___ SOURCE MATERIAL ___

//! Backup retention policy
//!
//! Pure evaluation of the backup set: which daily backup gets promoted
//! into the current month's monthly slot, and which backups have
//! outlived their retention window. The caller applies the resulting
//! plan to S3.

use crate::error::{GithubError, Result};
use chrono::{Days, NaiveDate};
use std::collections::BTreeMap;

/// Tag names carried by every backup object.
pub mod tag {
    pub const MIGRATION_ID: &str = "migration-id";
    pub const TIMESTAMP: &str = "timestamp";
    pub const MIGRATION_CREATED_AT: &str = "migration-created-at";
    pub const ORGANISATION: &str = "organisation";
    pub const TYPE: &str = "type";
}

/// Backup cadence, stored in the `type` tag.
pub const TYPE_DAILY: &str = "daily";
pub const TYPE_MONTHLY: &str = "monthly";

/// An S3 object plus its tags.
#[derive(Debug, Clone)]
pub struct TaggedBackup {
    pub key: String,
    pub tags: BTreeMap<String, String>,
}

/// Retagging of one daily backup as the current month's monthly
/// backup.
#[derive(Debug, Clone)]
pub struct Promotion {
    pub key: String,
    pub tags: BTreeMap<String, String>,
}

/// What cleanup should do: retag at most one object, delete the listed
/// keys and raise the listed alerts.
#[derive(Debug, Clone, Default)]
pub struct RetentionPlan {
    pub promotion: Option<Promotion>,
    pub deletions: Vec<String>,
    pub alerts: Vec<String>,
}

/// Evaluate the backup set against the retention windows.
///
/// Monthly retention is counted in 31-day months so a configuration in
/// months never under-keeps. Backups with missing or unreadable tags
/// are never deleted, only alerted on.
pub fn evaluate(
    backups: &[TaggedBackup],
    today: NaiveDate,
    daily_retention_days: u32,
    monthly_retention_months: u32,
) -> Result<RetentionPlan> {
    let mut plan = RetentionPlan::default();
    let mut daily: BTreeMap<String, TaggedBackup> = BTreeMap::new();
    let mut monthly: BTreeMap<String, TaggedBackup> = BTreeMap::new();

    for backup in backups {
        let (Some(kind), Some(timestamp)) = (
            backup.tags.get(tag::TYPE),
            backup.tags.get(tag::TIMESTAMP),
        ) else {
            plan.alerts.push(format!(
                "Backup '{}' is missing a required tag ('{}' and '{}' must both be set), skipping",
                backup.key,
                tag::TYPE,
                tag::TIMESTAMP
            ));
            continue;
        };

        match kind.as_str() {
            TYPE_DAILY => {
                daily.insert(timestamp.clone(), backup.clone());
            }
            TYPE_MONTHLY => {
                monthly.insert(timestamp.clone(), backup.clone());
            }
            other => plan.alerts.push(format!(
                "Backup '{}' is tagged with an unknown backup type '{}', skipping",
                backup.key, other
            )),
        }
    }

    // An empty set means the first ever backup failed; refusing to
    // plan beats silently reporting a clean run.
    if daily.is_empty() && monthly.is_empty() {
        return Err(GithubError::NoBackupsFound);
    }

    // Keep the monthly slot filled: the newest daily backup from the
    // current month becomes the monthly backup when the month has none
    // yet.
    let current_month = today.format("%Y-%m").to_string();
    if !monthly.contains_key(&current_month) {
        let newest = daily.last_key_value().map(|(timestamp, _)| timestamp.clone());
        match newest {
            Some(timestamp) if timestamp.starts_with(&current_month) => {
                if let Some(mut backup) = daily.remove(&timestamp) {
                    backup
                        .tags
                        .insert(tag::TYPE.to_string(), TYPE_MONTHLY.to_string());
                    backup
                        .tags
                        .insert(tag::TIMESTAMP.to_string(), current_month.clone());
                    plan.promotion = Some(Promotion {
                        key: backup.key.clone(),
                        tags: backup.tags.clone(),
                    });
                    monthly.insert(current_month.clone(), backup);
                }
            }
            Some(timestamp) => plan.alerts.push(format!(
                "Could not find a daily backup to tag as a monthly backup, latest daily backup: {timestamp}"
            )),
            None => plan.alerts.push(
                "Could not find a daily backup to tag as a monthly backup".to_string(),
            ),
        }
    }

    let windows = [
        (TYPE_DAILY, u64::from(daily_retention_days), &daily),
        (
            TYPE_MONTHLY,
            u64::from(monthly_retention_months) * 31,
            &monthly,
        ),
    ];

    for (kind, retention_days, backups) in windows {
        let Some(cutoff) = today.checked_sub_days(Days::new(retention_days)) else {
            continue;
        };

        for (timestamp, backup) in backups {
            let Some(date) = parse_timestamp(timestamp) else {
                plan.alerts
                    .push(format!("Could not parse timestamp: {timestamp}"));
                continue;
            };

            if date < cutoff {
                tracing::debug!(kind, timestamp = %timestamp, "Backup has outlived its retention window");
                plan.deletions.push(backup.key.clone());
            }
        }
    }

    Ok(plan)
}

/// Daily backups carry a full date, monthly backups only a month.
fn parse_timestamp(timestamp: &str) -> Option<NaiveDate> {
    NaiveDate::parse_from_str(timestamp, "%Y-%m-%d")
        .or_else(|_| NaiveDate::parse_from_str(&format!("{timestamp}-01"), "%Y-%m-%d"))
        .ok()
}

___

THE TASK:
Reproduce each entry exactly, leaving out nothing.

TASK SOLUTION:
//! Backup retention policy
//!
//! Pure evaluation of the backup set: which daily backup gets promoted
//! into the current month's monthly slot, and which backups have
//! outlived their retention window. The caller applies the resulting
//! plan to S3.

use crate::error::{GithubError, Result};
use chrono::{Days, NaiveDate};
use std::collections::BTreeMap;

/// Tag names carried by every backup object.
pub mod tag {
    pub const MIGRATION_ID: &str = "migration-id";
    pub const TIMESTAMP: &str = "timestamp";
    pub const MIGRATION_CREATED_AT: &str = "migration-created-at";
    pub const ORGANISATION: &str = "organisation";
    pub const TYPE: &str = "type";
}

/// Backup cadence, stored in the `type` tag.
pub const TYPE_DAILY: &str = "daily";
pub const TYPE_MONTHLY: &str = "monthly";

/// An S3 object plus its tags.
#[derive(Debug, Clone)]
pub struct TaggedBackup {
    pub key: String,
    pub tags: BTreeMap<String, String>,
}

/// Retagging of one daily backup as the current month's monthly
/// backup.
#[derive(Debug, Clone)]
pub struct Promotion {
    pub key: String,
    pub tags: BTreeMap<String, String>,
}

/// What cleanup should do: retag at most one object, delete the listed
/// keys and raise the listed alerts.
#[derive(Debug, Clone, Default)]
pub struct RetentionPlan {
    pub promotion: Option<Promotion>,
    pub deletions: Vec<String>,
    pub alerts: Vec<String>,
}

/// Evaluate the backup set against the retention windows.
///
/// Monthly retention is counted in 31-day months so a configuration in
/// months never under-keeps. Backups with missing or unreadable tags
/// are never deleted, only alerted on.
pub fn evaluate(
    backups: &[TaggedBackup],
    today: NaiveDate,
    daily_retention_days: u32,
    monthly_retention_months: u32,
) -> Result<RetentionPlan> {
    let mut plan = RetentionPlan::default();
    let mut daily: BTreeMap<String, TaggedBackup> = BTreeMap::new();
    let mut monthly: BTreeMap<String, TaggedBackup> = BTreeMap::new();

    for backup in backups {
        let (Some(kind), Some(timestamp)) = (
            backup.tags.get(tag::TYPE),
            backup.tags.get(tag::TIMESTAMP),
        ) else {
            plan.alerts.push(format!(
                "Backup '{}' is missing a required tag ('{}' and '{}' must both be set), skipping",
                backup.key,
                tag::TYPE,
                tag::TIMESTAMP
            ));
            continue;
        };

        match kind.as_str() {
            TYPE_DAILY => {
                daily.insert(timestamp.clone(), backup.clone());
            }
            TYPE_MONTHLY => {
                monthly.insert(timestamp.clone(), backup.clone());
            }
            other => plan.alerts.push(format!(
                "Backup '{}' is tagged with an unknown backup type '{}', skipping",
                backup.key, other
            )),
        }
    }

    // An empty set means the first ever backup failed; refusing to
    // plan beats silently reporting a clean run.
    if daily.is_empty() && monthly.is_empty() {
        return Err(GithubError::NoBackupsFound);
    }

    // Keep the monthly slot filled: the newest daily backup from the
    // current month becomes the monthly backup when the month has none
    // yet.
    let current_month = today.format("%Y-%m").to_string();
    if !monthly.contains_key(&current_month) {
        let newest = daily.last_key_value().map(|(timestamp, _)| timestamp.clone());
        match newest {
            Some(timestamp) if timestamp.starts_with(&current_month) => {
                if let Some(mut backup) = daily.remove(&timestamp) {
                    backup
                        .tags
                        .insert(tag::TYPE.to_string(), TYPE_MONTHLY.to_string());
                    backup
                        .tags
                        .insert(tag::TIMESTAMP.to_string(), current_month.clone());
                    plan.promotion = Some(Promotion {
                        key: backup.key.clone(),
                        tags: backup.tags.clone(),
                    });
                    monthly.insert(current_month.clone(), backup);
                }
            }
            Some(timestamp) => plan.alerts.push(format!(
                "Could not find a daily backup to tag as a monthly backup, latest daily backup: {timestamp}"
            )),
            None => plan.alerts.push(
                "Could not find a daily backup to tag as a monthly backup".to_string(),
            ),
        }
    }

    let windows = [
        (TYPE_DAILY, u64::from(daily_retention_days), &daily),
        (
            TYPE_MONTHLY,
            u64::from(monthly_retention_months) * 31,
            &monthly,
        ),
    ];

    for (kind, retention_days, backups) in windows {
        let Some(cutoff) = today.checked_sub_days(Days::new(retention_days)) else {
            continue;
        };

        for (timestamp, backup) in backups {
            let Some(date) = parse_timestamp(timestamp) else {
                plan.alerts
                    .push(format!("Could not parse timestamp: {timestamp}"));
                continue;
            };

            if date < cutoff {
                tracing::debug!(kind, timestamp = %timestamp, "Backup has outlived its retention window");
                plan.deletions.push(backup.key.clone());
            }
        }
    }

    Ok(plan)
}

/// Daily backups carry a full date, monthly backups only a month.
fn parse_timestamp(timestamp: &str) -> Option<NaiveDate> {
    NaiveDate::parse_from_str(timestamp, "%Y-%m-%d")
        .or_else(|_| NaiveDate::parse_from_str(&format!("{timestamp}-01"), "%Y-%m-%d"))
        .ok()
}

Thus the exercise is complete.